Fundraising timelines are longer in fintech
The fintech sector is at the other end of the spectrum. There, startups are waiting significantly longer between new priced rounds than in other industries. The median gap between a seed round and Series A in fintech reached 971 days in Q4, or about 2.7 years, which is 25% longer than the median gap across all sectors.

The gap between Series A and Series B rounds in fintech is similarly prolonged. The median interval in Q4 landed at 919 days (2.5 years), compared to 732 days (2 years) across all sectors. There’s much less variability among fundraising timelines in fintech, too: The 25th percentile for time between a Series A and Series B was 802 days, while the 75th percentile was 1,063 days. That’s the tightest distribution found in any sector.
The transformation in fintech over the past three years has been remarkable. Back in late 2021 and early 2022, the median wait between a Series A and Series B was shorter in fintech than in any other primary startup sector, at just 80 days. By Q4 2024, the rankings had reversed: Now, the median wait between a Series A and Series B is longer in fintech than any other sector.
How other sectors stack up
In some of the other most common sectors for startup investment, the typical wait times between funding rounds are closer to the overall totals across all industries.
Consumer startups raising a Series A round in Q4 had waited a median of 819 days (2.2 years) since their seed round, compared to a median of 2.1 years across all sectors. At Series B, meanwhile, the median wait time for consumer startups declined to 562 days (1.5 years) in Q4, continuing an up-and-down pattern over the past several quarters.
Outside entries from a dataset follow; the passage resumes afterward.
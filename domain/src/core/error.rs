//! Conversion error types

use thiserror::Error;

/// Classified failure of a single conversion attempt.
///
/// Every failure the workflow can produce is mapped to exactly one of these
/// kinds. Callers never see raw transport detail, only the kind and its
/// payload.
#[derive(Error, Debug, Clone, PartialEq, Eq)]
pub enum ConversionError {
    #[error("API key is not configured")]
    MissingCredential,

    #[error("Document has no content")]
    EmptyInput,

    #[error("Network error: {0}")]
    Network(String),

    #[error("HTTP request failed with status {status}{}", .message.as_deref().map(|m| format!(": {m}")).unwrap_or_default())]
    Http { status: u16, message: Option<String> },

    #[error("Server returned an invalid response: {raw_fragment}")]
    InvalidResponse { raw_fragment: String },

    #[error("API error ({code}): {msg}")]
    Business { code: i64, msg: String },

    #[error("API reported success but returned no HTML")]
    MissingPayload,
}

impl ConversionError {
    /// Human-readable one-line notice for a user-initiated conversion
    pub fn user_message(&self) -> String {
        match self {
            ConversionError::MissingCredential => {
                "Please set an API key first (md2wechat config set api_key <KEY>)".to_string()
            }
            ConversionError::EmptyInput => "The current document has no content".to_string(),
            ConversionError::Network(_) => {
                "Conversion failed: network connection failed, please check your connection"
                    .to_string()
            }
            ConversionError::Http { status, message } => {
                let hint = match status {
                    401 => Some("API key is invalid or expired, please check your settings"),
                    403 => Some("access denied, please check the API key permissions"),
                    429 => Some("too many requests, please try again later"),
                    500 => Some("internal server error, please try again later"),
                    _ => None,
                };
                match (hint, message) {
                    (Some(hint), _) => format!("Conversion failed: {}", hint),
                    (None, Some(msg)) => {
                        format!("Conversion failed: HTTP {} ({})", status, msg)
                    }
                    (None, None) => format!("Conversion failed: HTTP {}", status),
                }
            }
            other => format!("Conversion failed: {}", other),
        }
    }
}

#[cfg(test)]
mod tests {
    use super::*;

    #[test]
    fn test_http_display_with_message() {
        let error = ConversionError::Http {
            status: 502,
            message: Some("bad gateway".to_string()),
        };
        assert_eq!(
            error.to_string(),
            "HTTP request failed with status 502: bad gateway"
        );
    }

    #[test]
    fn test_http_display_without_message() {
        let error = ConversionError::Http {
            status: 404,
            message: None,
        };
        assert_eq!(error.to_string(), "HTTP request failed with status 404");
    }

    #[test]
    fn test_user_message_status_hints() {
        let unauthorized = ConversionError::Http {
            status: 401,
            message: Some("invalid key".to_string()),
        };
        assert!(unauthorized.user_message().contains("invalid or expired"));

        let limited = ConversionError::Http {
            status: 429,
            message: None,
        };
        assert!(limited.user_message().contains("too many requests"));
    }

    #[test]
    fn test_user_message_business_error() {
        let error = ConversionError::Business {
            code: 5,
            msg: "bad theme".to_string(),
        };
        assert_eq!(
            error.user_message(),
            "Conversion failed: API error (5): bad theme"
        );
    }

    #[test]
    fn test_user_message_network() {
        let error = ConversionError::Network("connection refused".to_string());
        assert!(error.user_message().contains("network connection failed"));
    }
}
//! Console output formatting

use colored::Colorize;
use md2wechat_application::{CopyOutcome, NoticeLevel};
use md2wechat_domain::Preferences;

/// Formats notices and settings for terminal display
pub struct ConsoleFormatter;

impl ConsoleFormatter {
    /// One-line notice with a status marker
    pub fn notice(level: NoticeLevel, message: &str) -> String {
        match level {
            NoticeLevel::Info => format!("{} {}", "->".cyan(), message),
            NoticeLevel::Success => format!("{} {}", "v".green(), message),
            NoticeLevel::Error => format!("{} {}", "x".red(), message.red()),
        }
    }

    /// Current preferences, API key masked
    pub fn format_preferences(preferences: &Preferences) -> String {
        let mut output = String::new();
        output.push_str(&format!("{}\n", "Preferences".cyan().bold()));
        output.push_str(&format!(
            "  {:<10} {}\n",
            "api_key",
            preferences.masked_api_key()
        ));
        output.push_str(&format!("  {:<10} {}\n", "theme", preferences.theme));
        output.push_str(&format!("  {:<10} {}\n", "font_size", preferences.font_size));
        output
    }

    /// Result of a copy attempt
    pub fn format_copy_outcome(outcome: &CopyOutcome) -> String {
        match outcome {
            CopyOutcome::RichText => {
                Self::notice(NoticeLevel::Success, "Copied with formatting")
            }
            CopyOutcome::Selection => Self::notice(
                NoticeLevel::Success,
                "Copied with formatting (primary selection)",
            ),
            CopyOutcome::PlainText => Self::notice(
                NoticeLevel::Info,
                "Copied as plain text, formatting was not preserved",
            ),
            CopyOutcome::ManualGuidance(guidance) => Self::notice(NoticeLevel::Error, guidance),
        }
    }

    /// Result of `config set`
    pub fn format_preference_update(key: &str, changed: bool, persisted: bool) -> String {
        match (changed, persisted) {
            (false, _) => Self::notice(NoticeLevel::Info, &format!("{} unchanged", key)),
            (true, true) => Self::notice(NoticeLevel::Success, &format!("Saved {}", key)),
            (true, false) => Self::notice(
                NoticeLevel::Info,
                &format!("{} not persisted (--no-config)", key),
            ),
        }
    }
}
In the healthcare sector—comprising startups working in pharma & biotech, medical devices, and healthtech—the median time between rounds was 760 days (2.1 years) at Series A and 729 days (2 years) at Series B. Those figures are nearly identical to the medians across all sectors.

At the 25th and 75th percentiles, though, healthtech looks a little different. At Series A, the 75th percentile fundraising interval in healthcare was 986 days in Q4. That’s about four months shorter than the overall 75th percentile interval of 1,111 days. At Series B, healthcare timelines are a little longer. The 25th percentile wait time in healthcare was 498 days in Q4, compared to 345 days across all sectors, and the 75th percentile wait was 1,120 days in healthcare, compared to 1,008 days overall.